Het is volgens de Gemeente redelijker om ervan uit te gaan dat een ‘gemiddelde’ erfpachter in de tweede maand een offerte zou hebben opgevraagd, tenzij een erfpachter aantoont dat hij dit in zijn individuele geval eerder zou hebben gedaan en/of de Gemeente in een individueel geval zou aantonen dat een erfpachter dat pas in de derde maand (of niet) zou hebben gedaan. Zij meent dat het risico van dit uitgangspunt ten onrechte bij haar wordt neergelegd, omdat zij veelal niet zal kunnen aantonen dat sprake is van concrete omstandigheden aan de kant van de erfpachter waaruit volgt dat hij pas later of niet een offerte zou hebben opgevraagd. [eisers] betwist het standpunt van de Gemeente. De grafieken betreffen feitelijke transacties en niet het aanvragen van een offerte.

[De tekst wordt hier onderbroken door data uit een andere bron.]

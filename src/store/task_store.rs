use crate::domain::{Priority, Task, TaskDraft, TaskPatch, TaskStatus};
use crate::error::StoreError;
use crate::util::date;
use chrono::{DateTime, Local, NaiveDate};
use serde::{Deserialize, Serialize};
use tracing::debug;
use uuid::Uuid;

/// Owns every task. Mutations addressed to an unknown id are no-ops and
/// return `false`; they never fail.
#[derive(Debug, Clone, Default, Serialize, Deserialize)]
pub struct TaskStore {
    tasks: Vec<Task>,
    #[serde(skip)]
    needs_save: bool,
}

impl TaskStore {
    pub fn new() -> Self {
        Self::default()
    }

    pub fn from_tasks(tasks: Vec<Task>) -> Self {
        Self {
            tasks,
            needs_save: false,
        }
    }

    pub fn needs_save(&self) -> bool {
        self.needs_save
    }

    pub fn mark_saved(&mut self) {
        self.needs_save = false;
    }

    /// Run `op` on the task with `id`, stamping the mutation time.
    fn modify(&mut self, id: Uuid, op: &'static str, f: impl FnOnce(&mut Task, DateTime<Local>)) -> bool {
        match self.tasks.iter_mut().find(|t| t.id == id) {
            Some(task) => {
                f(task, Local::now());
                self.needs_save = true;
                true
            }
            None => {
                debug!(task_id = %id, op, "unknown task, ignoring");
                false
            }
        }
    }

    pub fn add(&mut self, draft: TaskDraft) -> Uuid {
        let task = Task::from_draft(draft, Local::now());
        let id = task.id;
        debug!(task_id = %id, date = %task.date, "task added");
        self.tasks.push(task);
        self.needs_save = true;
        id
    }

    pub fn update(&mut self, id: Uuid, patch: TaskPatch) -> bool {
        self.modify(id, "update", |task, now| task.apply(patch, now))
    }

    pub fn delete(&mut self, id: Uuid) -> bool {
        let before = self.tasks.len();
        self.tasks.retain(|t| t.id != id);
        if self.tasks.len() == before {
            debug!(task_id = %id, op = "delete", "unknown task, ignoring");
            return false;
        }
        self.needs_save = true;
        true
    }

    pub fn set_status(&mut self, id: Uuid, status: TaskStatus) -> bool {
        self.modify(id, "set_status", |task, now| {
            task.status = status;
            task.updated_at = now;
        })
    }

    /// Add tracked seconds to a task. Negative deltas are rejected outright
    /// so accumulated totals can never shrink.
    pub fn add_time(&mut self, id: Uuid, delta_seconds: i64) -> Result<bool, StoreError> {
        if delta_seconds < 0 {
            return Err(StoreError::NegativeTime {
                task_id: id,
                delta: delta_seconds,
            });
        }
        let delta = delta_seconds as u64;
        Ok(self.modify(id, "add_time", |task, now| {
            task.time_spent = task.time_spent.saturating_add(delta);
            task.updated_at = now;
        }))
    }

    pub fn move_to_date(&mut self, id: Uuid, date: NaiveDate) -> bool {
        self.modify(id, "move_to_date", |task, now| {
            task.date = date;
            task.updated_at = now;
        })
    }

    pub fn move_to_tomorrow(&mut self, id: Uuid) -> bool {
        self.move_to_date(id, date::tomorrow())
    }

    /// Copy a task, optionally onto another day. Returns the new id, or
    /// `None` when the source does not exist.
    pub fn duplicate(&mut self, id: Uuid, new_date: Option<NaiveDate>) -> Option<Uuid> {
        let Some(source) = self.get(id) else {
            debug!(task_id = %id, op = "duplicate", "unknown task, ignoring");
            return None;
        };
        let copy = source.duplicate(new_date, Local::now());
        let new_id = copy.id;
        self.tasks.push(copy);
        self.needs_save = true;
        Some(new_id)
    }

    /// Adding a tag the task already carries changes nothing
    pub fn add_tag(&mut self, id: Uuid, tag: &str) -> bool {
        self.modify(id, "add_tag", |task, now| {
            if task.tags.insert(tag.to_string()) {
                task.updated_at = now;
            }
        })
    }

    /// Removing a tag the task does not carry changes nothing
    pub fn remove_tag(&mut self, id: Uuid, tag: &str) -> bool {
        self.modify(id, "remove_tag", |task, now| {
            if task.tags.remove(tag) {
                task.updated_at = now;
            }
        })
    }

    pub fn all(&self) -> &[Task] {
        &self.tasks
    }

    pub fn get(&self, id: Uuid) -> Option<&Task> {
        self.tasks.iter().find(|t| t.id == id)
    }

    /// Tasks planned for `date`, most important first, then oldest first.
    /// The first `max_daily_tasks` of this list are the day's plan.
    pub fn by_date(&self, date: NaiveDate) -> Vec<&Task> {
        let mut tasks: Vec<&Task> = self.tasks.iter().filter(|t| t.date == date).collect();
        tasks.sort_by(|a, b| {
            a.priority
                .cmp(&b.priority)
                .then_with(|| a.created_at.cmp(&b.created_at))
        });
        tasks
    }

    /// The day's tasks that fit under the cap, in daily order
    pub fn within_cap(&self, date: NaiveDate, cap: u32) -> Vec<&Task> {
        let mut tasks = self.by_date(date);
        tasks.truncate(cap as usize);
        tasks
    }

    pub fn is_at_capacity(&self, date: NaiveDate, cap: u32) -> bool {
        self.count_by_date(date) >= cap as usize
    }

    pub fn by_goal(&self, goal_id: Uuid) -> Vec<&Task> {
        self.tasks
            .iter()
            .filter(|t| t.goal_id == Some(goal_id))
            .collect()
    }

    pub fn by_priority(&self, priority: Priority) -> Vec<&Task> {
        self.tasks.iter().filter(|t| t.priority == priority).collect()
    }

    pub fn by_tag(&self, tag: &str) -> Vec<&Task> {
        self.tasks.iter().filter(|t| t.tags.contains(tag)).collect()
    }

    pub fn count_by_date(&self, date: NaiveDate) -> usize {
        self.tasks.iter().filter(|t| t.date == date).count()
    }

    pub fn completed_count_by_date(&self, date: NaiveDate) -> usize {
        self.tasks
            .iter()
            .filter(|t| t.date == date && t.is_completed())
            .count()
    }

    /// Seconds tracked on all tasks planned for `date`
    pub fn time_spent_by_date(&self, date: NaiveDate) -> u64 {
        self.tasks
            .iter()
            .filter(|t| t.date == date)
            .map(|t| t.time_spent)
            .sum()
    }

    pub fn overdue_as_of(&self, today: NaiveDate) -> Vec<&Task> {
        self.tasks
            .iter()
            .filter(|t| t.is_overdue_as_of(today))
            .collect()
    }

    pub fn overdue(&self) -> Vec<&Task> {
        self.overdue_as_of(date::today())
    }

    /// Case-insensitive substring search over title, description and tags
    pub fn search(&self, query: &str) -> Vec<&Task> {
        let needle = query.to_lowercase();
        self.tasks.iter().filter(|t| t.matches(&needle)).collect()
    }

    /// Every tag in use, deduplicated and sorted
    pub fn all_tags(&self) -> Vec<String> {
        let mut tags: Vec<String> = self
            .tasks
            .iter()
            .flat_map(|t| t.tags.iter().cloned())
            .collect();
        tags.sort();
        tags.dedup();
        tags
    }
}

#[cfg(test)]
mod tests {
    use super::*;
    use pretty_assertions::assert_eq;

    fn day(s: &str) -> NaiveDate {
        date::parse_day(s).unwrap()
    }

    fn store_with(titles: &[(&str, Priority)], date: NaiveDate) -> (TaskStore, Vec<Uuid>) {
        let mut store = TaskStore::new();
        let ids = titles
            .iter()
            .map(|(title, priority)| store.add(TaskDraft::new(*title, date).with_priority(*priority)))
            .collect();
        (store, ids)
    }

    #[test]
    fn test_add_forces_pending_and_zero_time() {
        let mut store = TaskStore::new();
        let id = store.add(TaskDraft::new("Write", day("2024-03-01")).with_tag("work"));
        let task = store.get(id).unwrap();

        assert_eq!(task.status, TaskStatus::Pending);
        assert_eq!(task.time_spent, 0);
        assert!(task.tags.contains("work"));
        assert!(store.needs_save());
    }

    #[test]
    fn test_by_date_orders_by_priority_then_creation() {
        let date = day("2024-03-01");
        let (mut store, _) = store_with(
            &[("c", Priority::Medium), ("a", Priority::Highest), ("b", Priority::High)],
            date,
        );
        store.add(TaskDraft::new("other day", day("2024-03-02")));
        store.add(TaskDraft::new("a2", date).with_priority(Priority::Highest));

        let titles: Vec<&str> = store.by_date(date).iter().map(|t| t.title.as_str()).collect();
        assert_eq!(titles, vec!["a", "a2", "b", "c"]);

        let priorities: Vec<u8> = store
            .by_date(date)
            .iter()
            .map(|t| t.priority.value())
            .collect();
        assert_eq!(priorities, vec![1, 1, 2, 3]);
    }

    #[test]
    fn test_within_cap() {
        let date = day("2024-03-01");
        let (store, _) = store_with(
            &[
                ("e", Priority::Lowest),
                ("a", Priority::Highest),
                ("c", Priority::Medium),
            ],
            date,
        );
        let titles: Vec<&str> = store.within_cap(date, 2).iter().map(|t| t.title.as_str()).collect();
        assert_eq!(titles, vec!["a", "c"]);
        assert!(store.is_at_capacity(date, 3));
        assert!(!store.is_at_capacity(date, 5));
    }

    #[test]
    fn test_unknown_id_is_noop() {
        let mut store = TaskStore::new();
        let missing = Uuid::new_v4();

        assert!(!store.update(missing, TaskPatch::default()));
        assert!(!store.delete(missing));
        assert!(!store.set_status(missing, TaskStatus::Completed));
        assert_eq!(store.add_time(missing, 30), Ok(false));
        assert!(!store.move_to_date(missing, day("2024-03-01")));
        assert_eq!(store.duplicate(missing, None), None);
        assert!(!store.add_tag(missing, "x"));
        assert!(!store.needs_save());
    }

    #[test]
    fn test_add_time_is_additive_and_rejects_negative() {
        let mut store = TaskStore::new();
        let id = store.add(TaskDraft::new("Read", day("2024-03-01")));

        assert_eq!(store.add_time(id, 60), Ok(true));
        assert_eq!(store.add_time(id, 30), Ok(true));
        assert_eq!(store.get(id).unwrap().time_spent, 90);

        let err = store.add_time(id, -10).unwrap_err();
        assert_eq!(err, StoreError::NegativeTime { task_id: id, delta: -10 });
        assert_eq!(store.get(id).unwrap().time_spent, 90);
    }

    #[test]
    fn test_update_keeps_id_and_created_at() {
        let mut store = TaskStore::new();
        let id = store.add(TaskDraft::new("Draft", day("2024-03-01")));
        let created = store.get(id).unwrap().created_at;

        store.update(
            id,
            TaskPatch {
                title: Some("Final".to_string()),
                priority: Some(Priority::Highest),
                ..Default::default()
            },
        );

        let task = store.get(id).unwrap();
        assert_eq!(task.id, id);
        assert_eq!(task.title, "Final");
        assert_eq!(task.priority, Priority::Highest);
        assert_eq!(task.created_at, created);
        assert!(task.updated_at >= created);
    }

    #[test]
    fn test_tags_are_idempotent() {
        let mut store = TaskStore::new();
        let id = store.add(TaskDraft::new("Tagged", day("2024-03-01")));

        store.add_tag(id, "x");
        let once = store.get(id).unwrap().tags.clone();
        store.add_tag(id, "x");
        assert_eq!(store.get(id).unwrap().tags, once);

        store.remove_tag(id, "absent");
        assert_eq!(store.get(id).unwrap().tags, once);

        store.remove_tag(id, "x");
        assert!(store.get(id).unwrap().tags.is_empty());
    }

    #[test]
    fn test_duplicate_resets_status_and_time() {
        let mut store = TaskStore::new();
        let id = store.add(TaskDraft::new("Run", day("2024-03-01")).with_tag("health"));
        store.set_status(id, TaskStatus::Completed);
        store.add_time(id, 1200).unwrap();

        let copy_id = store.duplicate(id, Some(day("2024-03-02"))).unwrap();
        let copy = store.get(copy_id).unwrap();

        assert_ne!(copy_id, id);
        assert_eq!(copy.title, "Run");
        assert_eq!(copy.date, day("2024-03-02"));
        assert_eq!(copy.status, TaskStatus::Pending);
        assert_eq!(copy.time_spent, 0);
        assert!(copy.tags.contains("health"));
    }

    #[test]
    fn test_date_aggregates() {
        let date = day("2024-03-01");
        let mut store = TaskStore::new();
        let a = store.add(TaskDraft::new("a", date));
        let b = store.add(TaskDraft::new("b", date));
        store.add(TaskDraft::new("c", day("2024-03-02")));

        store.set_status(a, TaskStatus::Completed);
        store.add_time(a, 100).unwrap();
        store.add_time(b, 50).unwrap();

        assert_eq!(store.count_by_date(date), 2);
        assert_eq!(store.completed_count_by_date(date), 1);
        assert_eq!(store.time_spent_by_date(date), 150);
    }

    #[test]
    fn test_overdue() {
        let mut store = TaskStore::new();
        let old_open = store.add(TaskDraft::new("old", day("2024-03-01")));
        let old_done = store.add(TaskDraft::new("done", day("2024-03-01")));
        store.add(TaskDraft::new("today", day("2024-03-05")));
        store.set_status(old_done, TaskStatus::Completed);

        let overdue: Vec<Uuid> = store.overdue_as_of(day("2024-03-05")).iter().map(|t| t.id).collect();
        assert_eq!(overdue, vec![old_open]);
    }

    #[test]
    fn test_search_and_tags() {
        let date = day("2024-03-01");
        let mut store = TaskStore::new();
        store.add(TaskDraft::new("Write Blog", date).with_tag("writing"));
        store.add(TaskDraft::new("Email", date).with_description("reply to BLOG readers"));
        store.add(TaskDraft::new("Gym", date).with_tag("health").with_tag("Writing"));

        assert_eq!(store.search("blog").len(), 2);
        assert_eq!(store.search("WRITING").len(), 2);
        assert_eq!(store.all_tags(), vec!["Writing", "health", "writing"]);
        assert_eq!(store.by_tag("health").len(), 1);
    }

    #[test]
    fn test_by_goal_and_move() {
        let goal = Uuid::new_v4();
        let mut store = TaskStore::new();
        let linked = store.add(TaskDraft::new("linked", day("2024-03-01")).with_goal(goal));
        store.add(TaskDraft::new("free", day("2024-03-01")));

        assert_eq!(store.by_goal(goal).len(), 1);
        assert!(store.move_to_date(linked, day("2024-03-09")));
        assert_eq!(store.count_by_date(day("2024-03-09")), 1);
    }

    #[test]
    fn test_delete() {
        let mut store = TaskStore::new();
        let id = store.add(TaskDraft::new("gone", day("2024-03-01")));
        assert!(store.delete(id));
        assert!(store.get(id).is_none());
        assert!(store.all().is_empty());
    }
}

De offertes in die periode bevatten geen informatie over een gewijzigde prijs en dus was er voor de erfpachters geen bijzondere aanleiding om op dat moment de bloot eigendom van de grond te kopen, aldus [eisers].
2.14.
De rechtbank ziet in het betoog van de Gemeente geen reden om terug te komen op het in 4.21 van het tussenvonnis geformuleerde uitgangspunt over de reactietermijn van de erfpachter. Zij verwijst naar haar overweging hiervoor in 2.5.
e.
financierbaarheid en correctiefactor voor waarschijnlijkheid
2.15.
De Gemeente refereert zich aan het oordeel van de rechtbank wat betreft de correctiefactor (e) voor de financierbaarheid van 100% als vast komt te staan dat de erfpachter kon financieren, 50% als dat niet komt vast te staan maar zijn stellingen op dat punt niet onaannemelijk zijn en 0% als onaannemelijk of uitgesloten is dat de erfpachter kon financieren. De Gemeente meent echter dat de parameter financierbaarheid aanpassing behoeft om te voorkomen dat vrijwel alle erfpachters in de eerste categorie terecht komen, hetgeen niet reëel en onredelijk zou zijn, omdat de erfpachters eenvoudig kunnen stellen dat zij de financiering rond zouden hebben gekregen en dus in categorie (e)1 terecht komen, waartegen de Gemeente vrijwel onmogelijk tegenbewijs zal kunnen leveren. Een erfpachter moet in categorie (e)2 (of (e)3 komen, tenzij hij kan bewijzen dat hij zélf over voldoende financiële middelen beschikte, aldus de Gemeente.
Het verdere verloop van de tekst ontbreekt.